Tesis – Related Work

9.2 Related Work

Recognizing graphical language images might look, at first glance, somewhat similar to the task of Optical Character Recognition (OCR). Images of writing, be they handwritten, or maybe printed, also consist of shapes in a particular arrangement which need to be recognized by taking into account the natural variability of the graphical realization. Open source tools such as Tesseract (Smith 2013) exist to solve this problem, and indeed often use machine learning and similar algorithms to what we will later propose. The problem with OCR solutions is that they assume an underlying linear ordering to characters, that is, words are formed by characters in a sequence, and sentences by words linearly arranged. Graphical languages such as the ones Quevedo is suited to study are intrinsically two-dimensional, so OCR tools can not be practically used to process them.

In the realm of artificial vision, however, finding and recognizing objects in 2D (or even 3D) is a well studied task. Deep learning neural networks are a common and successful approach to this problem, and there is a wealth of software dedicated to this task, such as PyTorch (Paszke et al. 2019) or TensorFlow (Abadi et al. 2015). Indeed, Quevedo uses one such software, Darknet (Redmon 2013), to train neural networks on the annotated graphical language data, and uses it for inference on new data. These tools often give access to GPUs and other optimizations to make deep learning algorithms usable in reasonable time frames, and provide high-level abstractions to the networks’ internal details. However, they still require the data to be prepared for the task, and accessory processing beyond the algorithm itself to be coded by the user.

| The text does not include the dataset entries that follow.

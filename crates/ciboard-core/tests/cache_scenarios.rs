//! End-to-end cache scenarios: hit reuse and invalidation-driven recompute

use ciboard_core::invalidation::{CoordinatorConfig, InvalidationCoordinator, InvalidationEvent};
use ciboard_core::metrics::MetricsShard;
use ciboard_core::store::StoreConfig;
use ciboard_core::{NamespaceRoutes, QueryCache, TtlStore};
use serde_json::json;
use std::sync::atomic::{AtomicUsize, Ordering};
use std::sync::Arc;
use std::time::Duration;

#[tokio::test]
async fn test_second_call_reuses_first_result() {
    let dir = tempfile::tempdir().unwrap();
    let store = Arc::new(TtlStore::open(dir.path(), StoreConfig::default()).unwrap());
    let cache = QueryCache::new(store, Arc::new(MetricsShard::new("test")));

    let calls = AtomicUsize::new(0);
    let ttl = Duration::from_secs(12 * 3600);

    let compute = || async {
        calls.fetch_add(1, Ordering::SeqCst);
        Ok(vec!["maestro".to_string(), "redhat".to_string()])
    };

    let first: Vec<String> = cache
        .cached("origin_listing", &json!({}), ttl, compute)
        .await
        .unwrap();

    let second: Vec<String> = cache
        .cached("origin_listing", &json!({}), ttl, || async {
            calls.fetch_add(1, Ordering::SeqCst);
            Ok(vec!["should-not-run".to_string()])
        })
        .await
        .unwrap();

    assert_eq!(calls.load(Ordering::SeqCst), 1);
    assert_eq!(first, second);
    // Functional equivalence: the cached result is what a fresh
    // evaluation produces
    assert_eq!(first, vec!["maestro", "redhat"]);
}

#[tokio::test]
async fn test_table_invalidation_forces_recompute() {
    let dir = tempfile::tempdir().unwrap();
    let store = Arc::new(TtlStore::open(dir.path(), StoreConfig::default()).unwrap());
    let metrics = Arc::new(MetricsShard::new("test"));
    let cache = QueryCache::new(Arc::clone(&store), Arc::clone(&metrics));

    let routes = NamespaceRoutes::new().route("checkouts", ["origin_listing"]);
    let coordinator = InvalidationCoordinator::start(
        Arc::clone(&store),
        routes,
        metrics,
        CoordinatorConfig::default(),
    );

    let calls = AtomicUsize::new(0);
    let ttl = Duration::from_secs(12 * 3600);
    let params = json!({ "limit": 50 });

    let compute = || async {
        Ok(calls.fetch_add(1, Ordering::SeqCst) as u64)
    };

    let _: u64 = cache.cached("origin_listing", &params, ttl, compute).await.unwrap();
    assert_eq!(calls.load(Ordering::SeqCst), 1);

    // A write path mutated the checkouts table
    coordinator.notify_invalidation(InvalidationEvent::table("checkouts"));
    tokio::time::sleep(Duration::from_millis(200)).await;

    let _: u64 = cache
        .cached("origin_listing", &params, ttl, || async {
            Ok(calls.fetch_add(1, Ordering::SeqCst) as u64)
        })
        .await
        .unwrap();

    assert_eq!(calls.load(Ordering::SeqCst), 2);
    coordinator.stop().await;
}

#[tokio::test]
async fn test_cache_shared_across_handles() {
    // Two QueryCache handles over the same store file model two workers
    // sharing the cache tier.
    let dir = tempfile::tempdir().unwrap();
    let calls = AtomicUsize::new(0);
    let ttl = Duration::from_secs(3600);

    let store_a = Arc::new(TtlStore::open(dir.path(), StoreConfig::default()).unwrap());
    let cache_a = QueryCache::new(store_a, Arc::new(MetricsShard::new("w1")));
    let _: u64 = cache_a
        .cached("build_summary", &json!({}), ttl, || async {
            calls.fetch_add(1, Ordering::SeqCst);
            Ok(99)
        })
        .await
        .unwrap();

    let store_b = Arc::new(TtlStore::open(dir.path(), StoreConfig::default()).unwrap());
    let cache_b = QueryCache::new(store_b, Arc::new(MetricsShard::new("w2")));
    let value: u64 = cache_b
        .cached("build_summary", &json!({}), ttl, || async {
            calls.fetch_add(1, Ordering::SeqCst);
            Ok(0)
        })
        .await
        .unwrap();

    assert_eq!(value, 99);
    assert_eq!(calls.load(Ordering::SeqCst), 1);
}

The labeling task is an important part of this, and there is existing software to make this highly visual task efficient and correct. YOLO Mark¹ is a tool by the authors of the Darknet software that allows visually tagging image files with the objects within, marking their bounding boxes and their assigned class. However, this tool presupposes that the task consists of single class labeling: each object has a tag and that is what is to be stored. The rich annotation often necessary when dealing with linguistic data, and which Quevedo makes possible, is not directly possible with YOLO Mark or other similar tools.

This problem is also visible regarding dataset organization and formatting. Datasets for image recognition and understanding, such as ImageNet (Deng et al. 2009) and COCO (Lin et al. 2015), do not need to deal with such a rich annotation as linguistic data often presents. It is often sufficient to present raw images on disk, with a properly formatted name that contains the single label, or maybe a text file beside the image containing the annotation. This straight-forward approach facilitates sharing and reproduction of results, and using it requires a small amount of code that is reasonable to expect every researcher to write themselves. But when data begin to be more complex, and annotations richer, it is also reasonable to have a tool to load the data from disk and access the annotation, a tool tailored for the problem at hand, such as Quevedo and its custom dataset organization architecture.

Data Version Control² (DVC, Kuprieiev et al. 2021) is another tool that provides some dataset organization and experiment preparation tools, but again is a generalist tool, requiring the researcher to write the specific code for their domain. Its concerns are, however, orthogonal to Quevedo’s, so Quevedo datasets are very compatible with DVC due to their architecture and the use of regular files. Quevedo commands can be tracked in DVC pipeline files, and DVC can understand the parameters in Quevedo configuration files thanks to using TOML³ as configuration language.

As we have seen, and as often happens in ML, there exist many independent but related tools, some more general and some more specialized. Many of them can be applied to our problem, but require a non-trivial amount of code and design to make them work for our purposes. To alleviate this problem, Quevedo is a tool that understands a more specialized domain, providing features for graphical language processing, while delegating to other tools when necessary.